自评健康 (SRH) 是全因死亡率的独立决定因素。我们旨在研究儿童和青少年在基线(横断面)和两年后(纵向)时身体健康成分与 SRH 的独立和综合关联。西班牙青年 = 1378) 年龄在 8 至 17.9 岁之间。两年后随访的失访率为 19.5%(= 270)。参与者被分为儿童(8 至 11.9 岁年龄)或青少年(12 至 17.9 岁年龄)。使用 ALPHA 健康相关的青年体能测试电池评估身体素质,SRH 通过单项问题进行衡量。累积链接、方差分析和协方差模型被拟合来分析数据。

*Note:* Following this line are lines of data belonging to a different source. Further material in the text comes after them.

impl<P: PositionProvider, G: ReverseGeocoder> SegmentRecorder<P, G> {
    /// Fails with [`TrackingError::InvalidConfig`] when `config` does not validate.
    pub fn new(provider: P, geocoder: G, config: TrackingConfig) -> Result<Self, TrackingError> {
        config.validate()?;
        Ok(Self {
            sampler: GeoSampler::new(config.retry.clone()),
            provider,
            geocoder,
            config,
            address_fallback: AddressLabel::placeholder(),
            phase: Phase::Idle,
        })
    }

    pub fn state(&self) -> RecorderState {
        match self.phase {
            Phase::Idle => RecorderState::Idle,
            Phase::Recording(_) => RecorderState::Recording,
            Phase::Closing(_) => RecorderState::Closing,
            Phase::PendingWidth(_) => RecorderState::PendingWidth,
        }
    }

    pub fn provider(&self) -> &P {
        &self.provider
    }

    pub fn geocoder(&self) -> &G {
        &self.geocoder
    }

    pub fn sampler(&self) -> &GeoSampler {
        &self.sampler
    }

    pub fn config(&self) -> &TrackingConfig {
        &self.config
    }

    /// Last known accuracy, for the live badge.
    pub fn gauge(&self) -> &AccuracyGauge {
        self.sampler.gauge()
    }

    /// Street/neighborhood to store on a segment when the geocoder has no answer.
    pub fn set_address_fallback(&mut self, fallback: AddressLabel) {
        self.address_fallback = fallback.or(&AddressLabel::placeholder());
    }

    pub fn active_kind(&self) -> Option<SegmentKind> {
        match &self.phase {
            Phase::Idle => None,
            Phase::Recording(active) => Some(active.kind),
            Phase::Closing(segment) | Phase::PendingWidth(segment) => Some(segment.kind),
        }
    }

    pub fn live_distance(&self) -> Option<f64> {
        match &self.phase {
            Phase::Recording(active) => Some(active.accumulator.distance()),
            _ => None,
        }
    }

    pub fn live_path(&self) -> Option<&[GpsPoint]> {
        match &self.phase {
            Phase::Recording(active) => Some(active.accumulator.path()),
            _ => None,
        }
    }

    pub fn elapsed_seconds(&self) -> Option<u64> {
        match &self.phase {
            Phase::Recording(active) => Some(active.elapsed_seconds),
            _ => None,
        }
    }

    /// The segment whose `stop()` was interrupted, if any.
    pub fn closing(&self) -> Option<&TrackSegment> {
        match &self.phase {
            Phase::Closing(segment) => Some(segment),
            _ => None,
        }
    }

    /// The closed AREA segment waiting for its width.
    pub fn pending(&self) -> Option<&TrackSegment> {
        match &self.phase {
            Phase::PendingWidth(segment) => Some(segment),
            _ => None,
        }
    }

    /// Acquire the start fix, then open the position watch and the ticker.
    ///
    /// On failure the recorder stays idle.
    pub async fn start(&mut self, kind: SegmentKind) -> Result<GeoFix, TrackingError> {
        let state = self.state();
        if state != RecorderState::Idle {
            return Err(TrackingError::RecorderBusy { state: state.name() });
        }

        let start_fix = self.sampler.acquire_fix(&self.provider).await?;

        // The watch only opens once the anchor exists
        let accumulator = DistanceAccumulator::new(start_fix.clone(), &self.config);
        let session = WatchSession::open(self.provider.watch(), self.config.tick_interval());

        info!(
            "[SegmentRecorder] Started {:?} segment at ({:.6}, {:.6}) accuracy={:?}",
            kind, start_fix.latitude, start_fix.longitude, start_fix.accuracy
        );

        self.phase = Phase::Recording(Box::new(ActiveRecording {
            kind,
            started_at: Utc::now(),
            start_fix: start_fix.clone(),
            accumulator,
            session,
            elapsed_seconds: 0,
        }));

        Ok(start_fix)
    }

    /// Feed one update pushed by the host (instead of, or besides, the watch stream).
    ///
    /// Returns `None` when nothing is being recorded.
    pub fn apply_update(&mut self, fix: &GeoFix) -> Option<FixOutcome> {
        let Phase::Recording(active) = &mut self.phase else {
            return None;
        };
        self.sampler.gauge().record(fix.accuracy);

        let outcome = active.accumulator.offer(fix);
        if let FixOutcome::Accepted { delta_m, total_m } = outcome {
            debug!("[SegmentRecorder] +{:.1}m (total {:.1}m)", delta_m, total_m);
        }
        Some(outcome)
    }

    /// Wait for the next position update or tick while recording.
    ///
    /// Returns `None` immediately when not recording. Drive this from the host's
    /// event loop; dropping the returned future loses nothing.
    pub async fn next_event(&mut self) -> Option<RecorderEvent> {
        let wake = {
            let Phase::Recording(active) = &mut self.phase else {
                return None;
            };
            let session = &mut active.session;
            tokio::select! {
                biased;
                update = next_update(&mut session.updates) => Wake::Update(update),
                _ = session.ticker.tick() => Wake::Tick,
            }
        };

        match wake {
            Wake::Update(Some(Ok(fix))) => self.apply_update(&fix).map(RecorderEvent::Position),
            Wake::Update(Some(Err(e))) => {
                debug!("[SegmentRecorder] Watch error: {}", e);
                Some(RecorderEvent::SignalLost(e))
            }
            Wake::Update(None) => {
                if let Phase::Recording(active) = &mut self.phase {
                    active.session.release();
                }
                warn!("[SegmentRecorder] Position watch ended while recording");
                Some(RecorderEvent::StreamEnded)
            }
            Wake::Tick => {
                let Phase::Recording(active) = &mut self.phase else {
                    return None;
                };
                active.elapsed_seconds += 1;
                Some(RecorderEvent::Tick { elapsed_seconds: active.elapsed_seconds })
            }
        }
    }

    /// Close the live segment.
    ///
    /// The watch and ticker are released and the segment is closed at the last
    /// accepted point before anything is awaited. Then the end fix and its address
    /// are looked up. A LINEAR segment is returned committed; an AREA segment moves to
    /// `PendingWidth`. If the end fix cannot be acquired the segment still closes,
    /// ending at the last tracked point. If this future is dropped midway the segment
    /// waits in `Closing` and the next `stop()` picks it up.
    pub async fn stop(&mut self) -> Result<StopReport, TrackingError> {
        match std::mem::replace(&mut self.phase, Phase::Idle) {
            Phase::Recording(active) => {
                let segment = self.close_recording(*active);
                self.phase = Phase::Closing(segment);
            }
            Phase::Closing(segment) => {
                info!("[SegmentRecorder] Resuming close of segment {}", segment.id);
                self.phase = Phase::Closing(segment);
            }
            other => {
                self.phase = other;
                return Err(TrackingError::NotRecording);
            }
        }

        let acquired = self.sampler.acquire_fix(&self.provider).await;
        let end_point = match (&acquired, &self.phase) {
            (Ok(fix), _) => fix.point(),
            (Err(_), Phase::Closing(segment)) => segment.end_fix.point(),
            _ => return Err(TrackingError::NotRecording),
        };

        let address = with_deadline(self.config.geocode_timeout(), self.geocoder.reverse(end_point)).await;

        let mut segment = match std::mem::replace(&mut self.phase, Phase::Idle) {
            Phase::Closing(segment) => segment,
            other => {
                self.phase = other;
                return Err(TrackingError::NotRecording);
            }
        };

        let warning = match acquired {
            Ok(fix) => {
                segment.end_fix = fix;
                None
            }
            Err(e) => {
                warn!("[SegmentRecorder] End fix unavailable, closing at last tracked point: {}", e);
                Some(e)
            }
        };

        let label = address.clone().unwrap_or_default().or(&self.address_fallback);
        segment.street = label.street;
        segment.neighborhood = label.neighborhood;

        let outcome = match segment.kind {
            SegmentKind::Linear => {
                info!("[SegmentRecorder] Committed linear segment {}: {:.1}m", segment.id, segment.value);
                StopOutcome::Committed(segment)
            }
            SegmentKind::Area => {
                let distance_m = segment.distance;
                self.phase = Phase::PendingWidth(segment);
                StopOutcome::AwaitingWidth { distance_m }
            }
        };

        Ok(StopReport { outcome, address, warning })
    }

    /// Release the watch and turn the live recording into a segment ending at the
    /// last accepted fix.
    fn close_recording(&self, active: ActiveRecording) -> TrackSegment {
        let ActiveRecording { kind, started_at, start_fix, accumulator, session, elapsed_seconds } = active;

        // Releases the watch and the ticker
        drop(session);
        let stats = accumulator.stats();
        let (distance, path, last_fix) = accumulator.finish();

        let mut segment = TrackSegment {
            id: new_segment_id(),
            kind,
            started_at,
            ended_at: Utc::now().max(started_at),
            start_fix,
            end_fix: last_fix,
            street: self.address_fallback.street.clone(),
            neighborhood: self.address_fallback.neighborhood.clone(),
            distance,
            width: None,
            value: 0.0,
            path,
        };
        segment.value = derive_value(&segment).unwrap_or(0.0);

        info!(
            "[SegmentRecorder] Stopped {:?} segment {}: {:.1}m in {}s ({} accepted, {} low accuracy, {} jitter)",
            kind, segment.id, distance, elapsed_seconds,
            stats.accepted, stats.low_accuracy, stats.below_displacement
        );
        segment
    }

    /// Commit the pending AREA segment with an operator-typed width.
    ///
    /// An invalid width leaves the segment pending so the operator can retry.
    pub fn supply_width(&mut self, input: &str) -> Result<TrackSegment, TrackingError> {
        if self.pending().is_none() {
            return Err(TrackingError::NoPendingSegment);
        }
        let width = parse_width(input)?;
        self.commit_pending(width)
    }

    /// Same as [`supply_width`](Self::supply_width) for an already numeric width.
    pub fn supply_width_m(&mut self, width: f64) -> Result<TrackSegment, TrackingError> {
        if self.pending().is_none() {
            return Err(TrackingError::NoPendingSegment);
        }
        if !(width.is_finite() && width > 0.0) {
            return Err(TrackingError::InvalidWidth(width.to_string()));
        }
        self.commit_pending(width)
    }

    fn commit_pending(&mut self, width: f64) -> Result<TrackSegment, TrackingError> {
        match std::mem::replace(&mut self.phase, Phase::Idle) {
            Phase::PendingWidth(mut segment) => {
                segment.width = Some(width);
                segment.value = derive_value(&segment).unwrap_or(0.0);
                info!(
                    "[SegmentRecorder] Committed area segment {}: {:.1}m x {:.2}m = {:.1}m²",
                    segment.id, segment.distance, width, segment.value
                );
                Ok(segment)
            }
            other => {
                self.phase = other;
                Err(TrackingError::NoPendingSegment)
            }
        }
    }

    /// Drop the pending AREA segment without committing it.
    pub fn discard_pending(&mut self) -> Result<TrackSegment, TrackingError> {
        match std::mem::replace(&mut self.phase, Phase::Idle) {
            Phase::PendingWidth(segment) => {
                info!("[SegmentRecorder] Discarded pending segment {}", segment.id);
                Ok(segment)
            }
            other => {
                self.phase = other;
                Err(TrackingError::NoPendingSegment)
            }
        }
    }

    /// Abandon whatever is in progress. Returns whether anything was discarded.
    pub fn cancel(&mut self) -> bool {
        match std::mem::replace(&mut self.phase, Phase::Idle) {
            Phase::Idle => false,
            Phase::Recording(active) => {
                info!(
                    "[SegmentRecorder] Cancelled {:?} recording after {:.1}m",
                    active.kind,
                    active.accumulator.distance()
                );
                true
            }
            Phase::Closing(segment) | Phase::PendingWidth(segment) => {
                info!("[SegmentRecorder] Cancelled closed segment {}", segment.id);
                true
            }
        }
    }
}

在儿童中,心肺适能、相对上半身等长肌肉力量、肌肉力量评分和整体身体适能与 SRH 呈正相关(比值比,1.048;95%置信区间,1.020-1.076;比值比,18.921;95%置信区间,3.47-104.355;比值比,1.213;95%置信区间,1.117-1.319,和比值比,1.170;95%置信区间,1.081-1.266,均 < 0.001),青少年中也呈正相关(比值比,1.057;95%置信区间,1.037-1.076;比值比,5.707;95%置信区间,1.122-29.205;比值比,1.169;95%置信区间,1.070-1.278,和比值比,1.154 95%置信区间,1.100-1.210,均 < 0.001);而且在基线时,运动能力仅与青少年的 SRH 呈正相关(比值比,1.192;95%置信区间,1.066-1.309; < 0.01)。在儿童中,两年后心肺适能和整体身体适能与 SRH 呈正相关(比值比,1.056;95%置信区间,1.023-1.091; < 0.001;比值比,1.082;95%置信区间,1.031-1.136; < 0.01;分别)。只有心肺适能在儿童和青少年的基线时与 SRH 独立相关(比值比,1.059;95%置信区间,1.029-1.090;和比值比,1.073;95%置信区间,1.050-1.097,分别;均 < 0.001)和两年后(比值比,1.075;95%置信区间,1.040-1.112; < 0.001;和比值比,1.043;95%置信区间,1.014-1.074; < 0.01,分别)。在儿童中,基线时心肺适能水平较高或从基线到两年随访时保持较高的心肺适能水平与两年随访时较高的 SRH 水平相关( < 0.01),青少年中也呈正相关( < 0.05)。这些发现强调了心肺适能作为青年当前和未来 SRH 的有力预测指标的重要性。迫切需要为青年人群实施提高心肺适能水平的干预计划,以促进当前和未来青年的健康。